Когда её начали мыть, шорк-шорк-шорк, Ляо Тинъянь вдруг вспомнила, как в прошлом вместе с соседкой по общаге мыла своего пса. Большой, мохнатый, тот точно так же извивался и, возможно, издавал похожие отчаянные звуки. Тогда она не обращала внимания, а только мыла усерднее. Ну что ж… похоже, это карма. Кто мыл, тот будет вымыт.
Вымытая до блеска, она облачилась в тончайшую шелковую ночную сорочку и, словно фарфоровую куклу, её на руках перенесли в комнату, где пол был устлан толстым ковром.
Горничные молча поклонились и вышли, оставив босую Ляо Тинъянь одну в огромной пустой комнате.
В помещении стояла лишь одна кровать с балдахином. Тёмно-бордовые занавеси опускались с четырёх углов. Света почти не было: плотные шторы из того же багрового бархата с чёрными узорами заглушали даже слабое освещение, отчего вся обстановка казалась тревожно мрачной.
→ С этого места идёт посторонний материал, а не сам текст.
impl StoreTransaction for MemoryTransaction {
    async fn find_event(&mut self, id: EventId) -> Result<Option<Event>, StoreError> {
        Ok(self.state.events.get(&id).cloned())
    }

    async fn insert_event(&mut self, event: &Event) -> Result<(), StoreError> {
        self.before_write()?;
        if self.state.events.contains_key(&event.id) {
            return Err(StoreError::Conflict(format!("event {} already exists", event.id)));
        }
        self.state.events.insert(event.id, event.clone());
        self.undo.push(Undo::Event(event.id, None));
        Ok(())
    }

    async fn save_event(&mut self, event: &Event) -> Result<(), StoreError> {
        self.before_write()?;
        let Some(slot) = self.state.events.get_mut(&event.id) else {
            return Err(StoreError::Corrupt(format!("event {} vanished", event.id)));
        };
        let prev = std::mem::replace(slot, event.clone());
        self.undo.push(Undo::Event(event.id, Some(prev)));
        Ok(())
    }

    async fn delete_event(&mut self, id: EventId) -> Result<bool, StoreError> {
        self.before_write()?;
        let Some(prev) = self.state.events.remove(&id) else {
            return Ok(false);
        };
        self.undo.push(Undo::Event(id, Some(prev)));

        let registrations: Vec<RegistrationId> = self
            .state
            .registrations
            .values()
            .filter(|r| r.event_id == id)
            .map(|r| r.id)
            .collect();
        for reg_id in registrations {
            if let Some(prev) = self.state.registrations.remove(&reg_id) {
                self.undo.push(Undo::Registration(reg_id, Some(prev)));
            }
        }

        let entries: Vec<WaitlistEntryId> = self
            .state
            .waitlist
            .values()
            .filter(|w| w.event_id == id)
            .map(|w| w.id)
            .collect();
        for entry_id in entries {
            if let Some(prev) = self.state.waitlist.remove(&entry_id) {
                self.undo.push(Undo::Waitlist(entry_id, Some(prev)));
            }
        }
        Ok(true)
    }

    async fn find_registration(
        &mut self,
        id: RegistrationId,
    ) -> Result<Option<Registration>, StoreError> {
        Ok(self.state.registrations.get(&id).cloned())
    }

    async fn create_registration(&mut self, registration: &Registration) -> Result<(), StoreError> {
        self.before_write()?;
        let duplicate = registration.is_confirmed()
            && self.state.registrations.values().any(|r| {
                r.event_id == registration.event_id
                    && r.attendee_identity == registration.attendee_identity
                    && r.is_confirmed()
            });
        if duplicate {
            return Err(StoreError::Conflict(format!(
                "{} already confirmed for event {}",
                registration.attendee_identity, registration.event_id
            )));
        }
        self.state
            .registrations
            .insert(registration.id, registration.clone());
        self.undo.push(Undo::Registration(registration.id, None));
        Ok(())
    }

    async fn update_registration(
        &mut self,
        id: RegistrationId,
        patch: RegistrationPatch,
    ) -> Result<Option<Registration>, StoreError> {
        self.before_write()?;
        let Some(slot) = self.state.registrations.get_mut(&id) else {
            return Ok(None);
        };
        let prev = slot.clone();
        patch.apply(slot);
        let updated = slot.clone();
        self.undo.push(Undo::Registration(id, Some(prev)));
        Ok(Some(updated))
    }

    async fn find_active_entry_for_attendee(
        &mut self,
        event_id: EventId,
        attendee: &AttendeeIdentity,
    ) -> Result<Option<ActiveEntry>, StoreError> {
        let registration = self.state.registrations.values().find(|r| {
            r.event_id == event_id && &r.attendee_identity == attendee && r.is_confirmed()
        });
        if let Some(r) = registration {
            return Ok(Some(ActiveEntry::Registration(r.clone())));
        }
        Ok(self
            .state
            .waitlist
            .values()
            .find(|w| w.event_id == event_id && &w.attendee_identity == attendee)
            .cloned()
            .map(ActiveEntry::Waitlist))
    }

    async fn create_waitlist_entry(&mut self, entry: &WaitlistEntry) -> Result<(), StoreError> {
        self.before_write()?;
        let duplicate = self.state.waitlist.values().any(|w| {
            w.event_id == entry.event_id
                && (w.attendee_identity == entry.attendee_identity || w.position == entry.position)
        });
        if duplicate {
            return Err(StoreError::Conflict(format!(
                "waitlist slot for {} on event {} already taken",
                entry.attendee_identity, entry.event_id
            )));
        }
        self.state.waitlist.insert(entry.id, entry.clone());
        self.undo.push(Undo::Waitlist(entry.id, None));
        Ok(())
    }

    async fn find_waitlist_entry(
        &mut self,
        id: WaitlistEntryId,
    ) -> Result<Option<WaitlistEntry>, StoreError> {
        Ok(self.state.waitlist.get(&id).cloned())
    }

    async fn delete_waitlist_entry(&mut self, id: WaitlistEntryId) -> Result<bool, StoreError> {
        self.before_write()?;
        let Some(prev) = self.state.waitlist.remove(&id) else {
            return Ok(false);
        };
        self.undo.push(Undo::Waitlist(id, Some(prev)));
        Ok(true)
    }

    async fn find_lowest_position_waitlist_entry(
        &mut self,
        event_id: EventId,
    ) -> Result<Option<WaitlistEntry>, StoreError> {
        Ok(self
            .state
            .waitlist
            .values()
            .filter(|w| w.event_id == event_id)
            .min_by_key(|w| w.position)
            .cloned())
    }

    async fn max_waitlist_position(&mut self, event_id: EventId) -> Result<Option<u64>, StoreError> {
        Ok(self
            .state
            .waitlist
            .values()
            .filter(|w| w.event_id == event_id)
            .map(|w| w.position)
            .max())
    }

    async fn commit(mut self) -> Result<(), StoreError> {
        self.committed = true;
        self.undo.clear();
        Ok(())
    }
}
Ей при этом было не до страха; она всерьёз замерзала. В этом месте, казалось, никто не чувствует холода, и никто не думает, что кто-то другой может его ощущать. Убедившись, что вокруг пусто, Ляо Тинъянь поспешно бросилась на кровать и залезла под одеяло.
Ну а что делать, только тут есть хоть что-то тёплое.
Постепенно отогревшись, она выдохнула и, лишь привыкнув к темноте, поняла, что в комнате не одна.
В углу, на кресле с высокой изогнутой спинкой, сидел кто-то ещё. Его лицо терялось в тени, но в темноте горели два алых глаза, пристально следивших за ней.
— Ч-ч-чёрт… — прошипела Ляо Тинъянь. — Да это же худший кошмар наяву.
Словно ребёнок, пересмотревший ужастиков, она с головой накрылась одеялом.
Комната погрузилась в тишину. Внутри кокона из простыней она задумалась: «Может, мне показалось? Почему он ничего не делает?».
Промелькнувшая мысль заставила её осторожно высунуть голову и тут же столкнуться взглядом с теми самыми красными глазами, но в этот раз совсем рядом.
Расстояние исчезло. Теперь она могла разглядеть его лицо.
Он похож на… Белоснежку. Кожа — бледнее снега, волосы — чёрные, как смоль, губы — алые, как вино.
Она продолжала смотреть и вдруг ощутила, как сердце срывается с ритма.
Его руки были ледяными. Губы — тоже. Он не дышал, но от него тянуло холодом, будто он хранил во рту иней. Он прижал её и обхватил за горло не грубо, но властно. Лицо его приближалось к её шее, и дыхание касалось кожи. Он кружил у её ключицы и искал точку.
Она не могла пошевелиться. Её голова поднялась вверх, но не по её воле.
Он склонился к шее и вдруг… вонзил зубы.
Боли не было. Лишь лёгкий зуд, словно от слабого тока. Разум Ляо Тинъянь затуманился. В нос ударил запах снега. Казалось, она нырнула в зимний сосновый лес, где воздух холодный, как лёд, но в нём — тишина и покой ночи. Холод обнимал, не пугая при этом.
Прошло неведомо сколько времени, прежде чем она очнулась и осознала, что крепко обнимает его голову. Её пальцы вплелись в его волосы. А он… уже не пил. Он просто склонился к её шее, вдыхая аромат крови сквозь тончайший слой кожи.
— …Хм, — пробормотала она. — У него такие мягкие, гладкие волосы.
Этот «Белоснежка» с роскошными волосами и был Великим герцогом, владельцем Поместья Роз, властителем Девяносто восьмого сектора, мужчиной на вершине всей вампирской иерархии.
Всегда в чёрной рубашке, в строгих брюках, накинутый плащ, и всегда бесшумен, как тень.
Ляо Тинъянь проспала она на этой кровати весь день. А когда очнулась — всё изменилось.
Служанки и дворецкие теперь смотрели на неё иначе. Их взгляды были сложными: смесь восхищения, зависти и едва заметного благоговения. Ляо Тинъянь не понимала, что к чему.
Её не вернули в Кровяной банк. Говорили, герцог выбрал её, и она стала его личной поставщицей крови.